• [Data]:
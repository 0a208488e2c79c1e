use tracing_subscriber::{fmt, prelude::*, EnvFilter};

/// Initialize structured logging based on CLI arguments
pub fn init_tracing(
    verbose: bool,
    log_level: Option<&str>,
    log_json: bool,
) -> Result<(), Box<dyn std::error::Error>> {
    // Determine log level from CLI arguments
    let level = match (verbose, log_level) {
        (true, None) => "gavel=debug",
        (false, None) => "gavel=warn",
        (_, Some(level)) => return init_with_level(level, log_json),
    };

    init_with_level(level, log_json)
}

fn init_with_level(level: &str, log_json: bool) -> Result<(), Box<dyn std::error::Error>> {
    // Support GAVEL_LOG environment variable override
    let filter = EnvFilter::try_from_default_env()
        .or_else(|_| EnvFilter::try_from_env("GAVEL_LOG"))
        .unwrap_or_else(|_| {
            EnvFilter::new(if level.contains('=') {
                level.to_string()
            } else {
                format!("gavel={}", level)
            })
        });

    let registry = tracing_subscriber::registry().with(filter);

    if log_json {
        registry
            .with(
                fmt::layer()
                    .json()
                    .with_writer(std::io::stderr)
                    .with_ansi(false)
                    .with_span_events(
                        tracing_subscriber::fmt::format::FmtSpan::NEW
                            | tracing_subscriber::fmt::format::FmtSpan::CLOSE,
                    ),
            )
            .try_init()?;
    } else {
        registry
            .with(
                fmt::layer()
                    .compact()
                    .with_target(false)
                    .with_writer(std::io::stderr)
                    .with_ansi(false),
            )
            .try_init()?;
    }

    Ok(())
}
use rusqlite::params;

use crate::error::{GavelError, Result};
use crate::rubric::{Criterion, Rubric};

use super::parse_timestamp;

impl super::Database {
    pub fn insert_rubric(&self, rubric: &Rubric) -> Result<()> {
        let tx = self
            .conn
            .unchecked_transaction()
            .map_err(|e| GavelError::db_operation("begin rubric insert", e))?;

        tx.execute(
            "INSERT INTO rubrics (id, event_id, created, updated) VALUES (?1, ?2, ?3, ?4)",
            params![
                rubric.id,
                rubric.event_id,
                rubric.created.to_rfc3339(),
                rubric.updated.to_rfc3339()
            ],
        )
        .map_err(|e| GavelError::db_operation("insert rubric", e))?;

        insert_criteria(&tx, &rubric.id, &rubric.criteria)?;

        tx.commit()
            .map_err(|e| GavelError::db_operation("commit rubric insert", e))?;
        Ok(())
    }

    /// Replace a rubric's criteria array in place, bumping `updated`
    pub fn replace_criteria(&self, rubric: &Rubric) -> Result<()> {
        let tx = self
            .conn
            .unchecked_transaction()
            .map_err(|e| GavelError::db_operation("begin rubric update", e))?;

        let changed = tx
            .execute(
                "UPDATE rubrics SET updated = ?2 WHERE id = ?1",
                params![rubric.id, rubric.updated.to_rfc3339()],
            )
            .map_err(|e| GavelError::db_operation("update rubric", e))?;
        if changed == 0 {
            return Err(GavelError::not_found("rubric", &rubric.id));
        }

        tx.execute("DELETE FROM criteria WHERE rubric_id = ?1", params![rubric.id])
            .map_err(|e| GavelError::db_operation("clear criteria", e))?;
        insert_criteria(&tx, &rubric.id, &rubric.criteria)?;

        tx.commit()
            .map_err(|e| GavelError::db_operation("commit rubric update", e))?;
        Ok(())
    }

    pub fn get_rubric(&self, rubric_id: &str) -> Result<Option<Rubric>> {
        let row = self
            .conn
            .query_row(
                "SELECT id, event_id, created, updated FROM rubrics WHERE id = ?1",
                params![rubric_id],
                |r| {
                    Ok((
                        r.get::<_, String>(0)?,
                        r.get::<_, String>(1)?,
                        r.get::<_, String>(2)?,
                        r.get::<_, String>(3)?,
                    ))
                },
            )
            .map(Some)
            .or_else(|e| match e {
                rusqlite::Error::QueryReturnedNoRows => Ok(None),
                other => Err(GavelError::db_operation("get rubric", other)),
            })?;

        match row {
            None => Ok(None),
            Some((id, event_id, created, updated)) => {
                let criteria = self.criteria_for_rubric(&id)?;
                Ok(Some(Rubric {
                    created: parse_timestamp("created", &created)?,
                    updated: parse_timestamp("updated", &updated)?,
                    id,
                    event_id,
                    criteria,
                }))
            }
        }
    }

    /// The most recently created rubric for an event, or None
    pub fn latest_rubric_for_event(&self, event_id: &str) -> Result<Option<Rubric>> {
        let id: Option<String> = self
            .conn
            .query_row(
                "SELECT id FROM rubrics WHERE event_id = ?1 ORDER BY created DESC, rowid DESC LIMIT 1",
                params![event_id],
                |r| r.get(0),
            )
            .map(Some)
            .or_else(|e| match e {
                rusqlite::Error::QueryReturnedNoRows => Ok(None),
                other => Err(GavelError::db_operation("get latest rubric", other)),
            })?;

        match id {
            None => Ok(None),
            Some(id) => self.get_rubric(&id),
        }
    }

    fn criteria_for_rubric(&self, rubric_id: &str) -> Result<Vec<Criterion>> {
        let mut stmt = self
            .conn
            .prepare(
                "SELECT id, name, description, weight, max_score FROM criteria
                 WHERE rubric_id = ?1 ORDER BY position",
            )
            .map_err(|e| GavelError::db_operation("prepare criteria query", e))?;

        let rows = stmt
            .query_map(params![rubric_id], |r| {
                Ok(Criterion {
                    id: r.get(0)?,
                    name: r.get(1)?,
                    description: r.get(2)?,
                    weight: r.get(3)?,
                    max_score: r.get(4)?,
                })
            })
            .map_err(|e| GavelError::db_operation("query criteria", e))?;

        let mut criteria = Vec::new();
        for row in rows {
            criteria.push(row.map_err(|e| GavelError::db_operation("read criterion", e))?);
        }
        Ok(criteria)
    }
}

fn insert_criteria(
    conn: &rusqlite::Connection,
    rubric_id: &str,
    criteria: &[Criterion],
) -> Result<()> {
    let mut stmt = conn
        .prepare(
            "INSERT INTO criteria (rubric_id, id, name, description, weight, max_score, position)
             VALUES (?1, ?2, ?3, ?4, ?5, ?6, ?7)",
        )
        .map_err(|e| GavelError::db_operation("prepare criterion insert", e))?;

    for (position, criterion) in criteria.iter().enumerate() {
        stmt.execute(params![
            rubric_id,
            criterion.id,
            criterion.name,
            criterion.description,
            criterion.weight,
            criterion.max_score,
            position as i64
        ])
        .map_err(|e| GavelError::db_operation("insert criterion", e))?;
    }
    Ok(())
}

• [Task instructions]:
The answer must be every line from the records above that contains "prepare".

• [Answer space]:
            .prepare(
            .map_err(|e| GavelError::db_operation("prepare criteria query", e))?;
        .prepare(
        .map_err(|e| GavelError::db_operation("prepare criterion insert", e))?;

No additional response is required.